We’re back from the Catskills and all they imply. One of the more obvious implications was a lack of internet access – one of the many reasons I like to frequent remote locations. I had planned this little get-away with some vague hopes of enlightenment of some kind. The quote from Melville in my last post is more than just nice prose; it is the essence of spiritual striving. I know those aren’t scientific words, but they embody the spirit of several nineteenth century American novelists I’ve read and reread. I did see a Catskill eagle while there, but I returned home still seeking an epiphany.

While briefly away from the constant demands of teaching, the bigger picture starts to come into focus. We visited Ellenville on the day of their Wild Blueberry and Huckleberry Festival – we’d just picked huckleberries ourselves in the mountains outside town – and religious groups were represented aplenty. I had noticed the many churches in this rural region, and one of the feters handed me a tract that informed me “If you have said ‘Yes’ to these three questions [have you ever sinned, lied, or stolen] (by your own admission), you are a lying, thieving, adulterer at heart; and we’ve only looked at three of the Ten Commandments.” And also, John Lennon is dead. Nothing like a little self-righteous judgment with your blueberry pie. Sirens began to blare and a fair-goer collapsed and had to be airlifted to a regional hospital. It was very dramatic.

This is where the big picture came in. When there is an accident, we take astounding measures to save the injured, suffering, or wounded. A fair-goer flown by life-flight to the hospital. At the same time, our society condones, encourages even, an unemployment scenario where even highly trained individuals are cut off from health care and self-esteem as well as income. Left to die a quiet death of desperation. As long as we don’t have to see it, death by redundancy is sanitary and sanctioned. Has this great society ever sinned, lied, or stolen? I have seen that Catskill eagle and I am still awaiting an epiphany.


Lost Apocalypse

The Bible has many eminently quotable passages. I suspect that is one of the reasons it has the staying power that it does. Many critics of the theologies spun off by the Good Book have turned their vitriol toward the Bible itself, but I believe such hostility to be misplaced. Not everyone enjoys reading the Bible – that much is true for any book. The Bible, however, is foundational for not only our society, but the entire western literary tradition. Its influence on Shakespeare alone, who has, in turn, influenced just about every writer since the seventeenth century, underscores its literary importance. That’s why I’m always surprised with film-makers use concocted verses from the Bible when actual passages would produce the same effect. Granted, few Bible scholars comprise movie audiences and producers and directors seldom worry about writing the story for them. Last night I watched the “horror” film, Lost Souls, released in 2000. I’d read about the movie in Douglas Cowen’s Sacred Terror, so I wanted to see how it rated.
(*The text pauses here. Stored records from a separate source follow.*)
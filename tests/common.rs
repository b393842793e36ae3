#![allow(dead_code)]
use assert_cmd::{Command, cargo_bin_cmd};
use async_trait::async_trait;
use geotask::errors::{AppError, AppResult};
use geotask::models::location::{Coordinate, LocationSample};
use geotask::models::task::Task;
use geotask::tracking::platform::{
    LocationPlatform, NotificationPlatform, PermissionState, PositionOptions, PositionResult,
    PositionSubscription,
};
use geotask::tracking::proximity::TaskSource;
use geotask::tracking::LocationError;
use std::cell::{Cell, RefCell};
use std::env;
use std::fs;
use std::path::PathBuf;
use tokio::sync::mpsc::UnboundedSender;

/// `geotask` binary with HOME pointed at an empty directory, so a real
/// user config never leaks into a test.
pub fn gt() -> Command {
    let mut cmd = cargo_bin_cmd!("geotask");
    cmd.env("HOME", isolated_home());
    cmd
}

pub fn isolated_home() -> PathBuf {
    let mut path = env::temp_dir();
    path.push("geotask_test_home");
    fs::create_dir_all(&path).ok();
    path
}

/// Create a unique test DB path inside the system temp dir and remove any existing file
pub fn setup_test_db(name: &str) -> String {
    let mut path: PathBuf = env::temp_dir();
    path.push(format!("{}_geotask.sqlite", name));
    let db_path = path.to_string_lossy().to_string();
    fs::remove_file(&db_path).ok();
    db_path
}

/// Create a temporary output file path inside tempdir and ensure it's removed
pub fn temp_out(name: &str, ext: &str) -> String {
    let mut path: PathBuf = env::temp_dir();
    path.push(format!("{}_out.{}", name, ext));
    let p = path.to_string_lossy().to_string();
    fs::remove_file(&p).ok();
    p
}

/// Write a replay file with the given lines and return its path.
pub fn replay_file(name: &str, lines: &[&str]) -> String {
    let p = temp_out(name, "replay");
    fs::write(&p, lines.join("\n")).expect("write replay file");
    p
}

pub fn init_db(db_path: &str) {
    gt().args(["--db", db_path, "--test", "init"])
        .assert()
        .success();
}

/// Initialize DB and add a small set of tasks around Westminster.
///  #1 Buy stamps     51.5008,-0.1247  (~13 m from Big Ben)
///  #2 Return books   51.5033,-0.1195  (~450 m)
///  #3 Visit museum   51.5194,-0.1270  (~2 km)
pub fn init_db_with_tasks(db_path: &str) {
    init_db(db_path);

    for (text, lat, lon) in [
        ("Buy stamps", "51.5008", "-0.1247"),
        ("Return books", "51.5033", "-0.1195"),
        ("Visit museum", "51.5194", "-0.1270"),
    ] {
        gt().args(["--db", db_path, "add", text, "--lat", lat, "--lon", lon])
            .assert()
            .success();
    }
}

pub fn task(id: i64, text: &str, lat: f64, lon: f64) -> Task {
    let mut t = Task::new(text, Coordinate::new(lat, lon));
    t.id = id;
    t
}

/// Wait for spawned local tasks to make progress.
pub async fn settle() {
    for _ in 0..32 {
        tokio::task::yield_now().await;
    }
}

// ---------------------------------------------------------------------------
// In-memory doubles for the tracking traits
// ---------------------------------------------------------------------------

pub struct MemoryStore {
    pub tasks: RefCell<Vec<Task>>,
    pub fail: Cell<bool>,
    pub fetches: Cell<u32>,
}

impl MemoryStore {
    pub fn new(tasks: Vec<Task>) -> Self {
        Self {
            tasks: RefCell::new(tasks),
            fail: Cell::new(false),
            fetches: Cell::new(0),
        }
    }
}

#[async_trait(?Send)]
impl TaskSource for MemoryStore {
    async fn fetch_open_tasks(&self) -> AppResult<Vec<Task>> {
        self.fetches.set(self.fetches.get() + 1);
        if self.fail.get() {
            return Err(AppError::StoreUnavailable("store offline".into()));
        }
        Ok(self
            .tasks
            .borrow()
            .iter()
            .filter(|t| !t.completed)
            .cloned()
            .collect())
    }
}

/// Location platform fed by the test through [`FakeLocation::push`].
pub struct FakeLocation {
    pub supported: bool,
    pub origin: String,
    pub permission: PermissionState,
    pub fail_watch: Option<LocationError>,
    pub fix: Option<LocationSample>,
    pub watch_calls: Cell<u32>,
    sender: RefCell<Option<UnboundedSender<PositionResult>>>,
}

impl FakeLocation {
    pub fn new() -> Self {
        Self {
            supported: true,
            origin: "https://geotask.example".into(),
            permission: PermissionState::Granted,
            fail_watch: None,
            fix: None,
            watch_calls: Cell::new(0),
            sender: RefCell::new(None),
        }
    }

    pub fn push(&self, update: PositionResult) -> bool {
        self.sender
            .borrow()
            .as_ref()
            .is_some_and(|tx| tx.send(update).is_ok())
    }

    pub fn push_sample(&self, sample: LocationSample) -> bool {
        self.push(Ok(sample))
    }

    /// Close the feed, as a platform does when it runs out of data.
    pub fn close(&self) {
        self.sender.borrow_mut().take();
    }
}

#[async_trait(?Send)]
impl LocationPlatform for FakeLocation {
    fn is_supported(&self) -> bool {
        self.supported
    }

    fn origin(&self) -> &str {
        &self.origin
    }

    async fn permission_state(&self) -> PermissionState {
        self.permission
    }

    fn watch_position(&self, _options: &PositionOptions) -> Result<PositionSubscription, LocationError> {
        self.watch_calls.set(self.watch_calls.get() + 1);
        if let Some(e) = &self.fail_watch {
            return Err(e.clone());
        }
        let (tx, _cancel, subscription) = PositionSubscription::channel();
        self.sender.borrow_mut().replace(tx);
        Ok(subscription)
    }

    async fn current_position(&self, options: &PositionOptions) -> PositionResult {
        self.fix.ok_or(LocationError::Timeout(options.timeout_ms))
    }
}

/// Notification sink that records what it was asked to show.
pub struct RecordingNotifications {
    pub supported: bool,
    pub permission: Cell<PermissionState>,
    pub answer: PermissionState,
    pub fail_show: bool,
    pub shown: RefCell<Vec<(String, String)>>,
}

impl RecordingNotifications {
    pub fn new(permission: PermissionState) -> Self {
        Self {
            supported: true,
            permission: Cell::new(permission),
            answer: PermissionState::Granted,
            fail_show: false,
            shown: RefCell::new(Vec::new()),
        }
    }

    pub fn bodies(&self) -> Vec<String> {
        self.shown.borrow().iter().map(|(_, b)| b.clone()).collect()
    }
}

#[async_trait(?Send)]
impl NotificationPlatform for RecordingNotifications {
    fn is_supported(&self) -> bool {
        self.supported
    }

    async fn permission(&self) -> PermissionState {
        self.permission.get()
    }

    async fn request_permission(&self) -> PermissionState {
        if self.permission.get() == PermissionState::Prompt {
            self.permission.set(self.answer);
        }
        self.permission.get()
    }

    fn show(&self, title: &str, body: &str) -> AppResult<()> {
        if self.fail_show {
            return Err(AppError::Other("display unavailable".into()));
        }
        self.shown
            .borrow_mut()
            .push((title.to_string(), body.to_string()));
        Ok(())
    }
}
use crate::cli::parser::Commands;
use crate::config::Config;
use crate::db::pool::DbPool;
use crate::errors::AppResult;
use crate::export::ExportLogic;

pub fn handle(cmd: &Commands, cfg: &Config) -> AppResult<()> {
    if let Commands::Export {
        format,
        file,
        all,
        force,
    } = cmd
    {
        let mut pool = DbPool::open(&cfg.database)?;
        ExportLogic::export(&mut pool, *format, file, *all, *force)?;
    }
    Ok(())
}
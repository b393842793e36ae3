use crate::cli::parser::Commands;
use crate::config::Config;
use crate::core::log::LogLogic;
use crate::db::pool::DbPool;
use crate::errors::AppResult;

pub fn handle(cmd: &Commands, cfg: &Config) -> AppResult<()> {
    if let Commands::Log { print } = cmd
        && *print
    {
        let mut pool = DbPool::open(&cfg.database)?;
        LogLogic::print_log(&mut pool)?;
    }
    Ok(())
}
use crate::cli::parser::Commands;
use crate::config::Config;
use crate::core::runtime::run_local;
use crate::core::watch::WatchLogic;
use crate::db::pool::DbPool;
use crate::errors::AppResult;
use crate::ui::messages::info;

pub fn handle(cmd: &Commands, cfg: &Config) -> AppResult<()> {
    if let Commands::Watch { source, realtime } = cmd {
        let pool = DbPool::open(&cfg.database)?;

        let summary = run_local(WatchLogic::run(&pool, cfg, source.as_deref(), *realtime))?;

        if summary.interrupted {
            info("Interrupted.");
        }
        info(format!(
            "Tracking stopped: {} proximity check(s) run.",
            summary.checks_started
        ));
        if let Some(last) = summary.last_location {
            println!("   last position: {}", last.coordinate);
        }
    }
    Ok(())
}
The movie begins with a false Bible quote: “… A man born of incest will become Satan and the world as we know it, will be no more. Deuteronomy Book 17.” Now granted, the movie failed to rock the critics, but the sheer weight of errors from pre-scene one should be the first warning to start from a better script. Beginning with an ellipsis for dramatic effect may be acceptable, but it serves no purpose – and what’s with the misplaced comma? A man born of incest in Deuteronomy is a non-starter because his potential parents could only be found dead, crushed together under a pile of hurled stones before the unfortunate could even be born. Satan as a devil is never mentioned in the Hebrew Bible, let alone Deuteronomy. Deuteronomy is almost never quoted by apocalypticists since it does not predict the end of the world, and Bible books are divided into chapters, not “books.” Well, the biblical illiteracy of Hollywood may be overlooked for a good story, but this is no such thing.

Lost Souls fails on the premise that a biblical “literalism” (and that is only if certain Evangelical interpretations are given unwarranted credence) about the coming of an Antichrist should be shored up by a fabricated quote from the Bible. I’m not trying to be a movie critic here, but a cultural one. The whole “end of the world” scenario held by many Evangelicals is a hodge-podge of biblical verses brought together by clever nineteenth-century clergy with little exegetical training. It is like trying to connect the dots while having to change pages constantly. The idea caught on amid the discarded lives left behind by advancing industrialism and the perceived threat of evolution. Apocalypticism has become its own industry as some otherwise unknown writers can attest. Movies like Lost Souls, or even The Omen, however, pale when compared to the antics of religiously motivated apocalypticists in the real world. Some of the rules in Deuteronomy itself are more frightening, if better written.


The Evil That Men Do

The graveyards of humankind are filled with the victims of religious violence. That fact does not seem to have lessened the impact of religion as a whole on humankind. One reason may be that religion has been a focal point of the good and humanitarian deeds of which people are capable, as well as a justification of the most heinous. The irony is that adherents of a religion claim that a just, true and righteous god is their motivation, for good or for ill. In the same church, mosque, or synagogue, there are widely differing views that live together. Sometime the truce is an uneasy one. Sometimes the adherents are united against a common enemy.

The furor over whether a mosque should be permitted near Ground Zero has become a major political whipping boy. Heavyweights like Newt Gingrich and featherweights like Sarah Palin are quick to fire off their half-cocked mouths about the impropriety of it. Michael Bloomberg, the mayor of New York City has been given the task that kindergarten teachers around the country – around the world – should incorporate in their curriculum, the task of teaching tolerance. In an excellent speech delivered yesterday, the mayor reminded citizens of what many appear to have forgotten: without religious freedom nobody is free.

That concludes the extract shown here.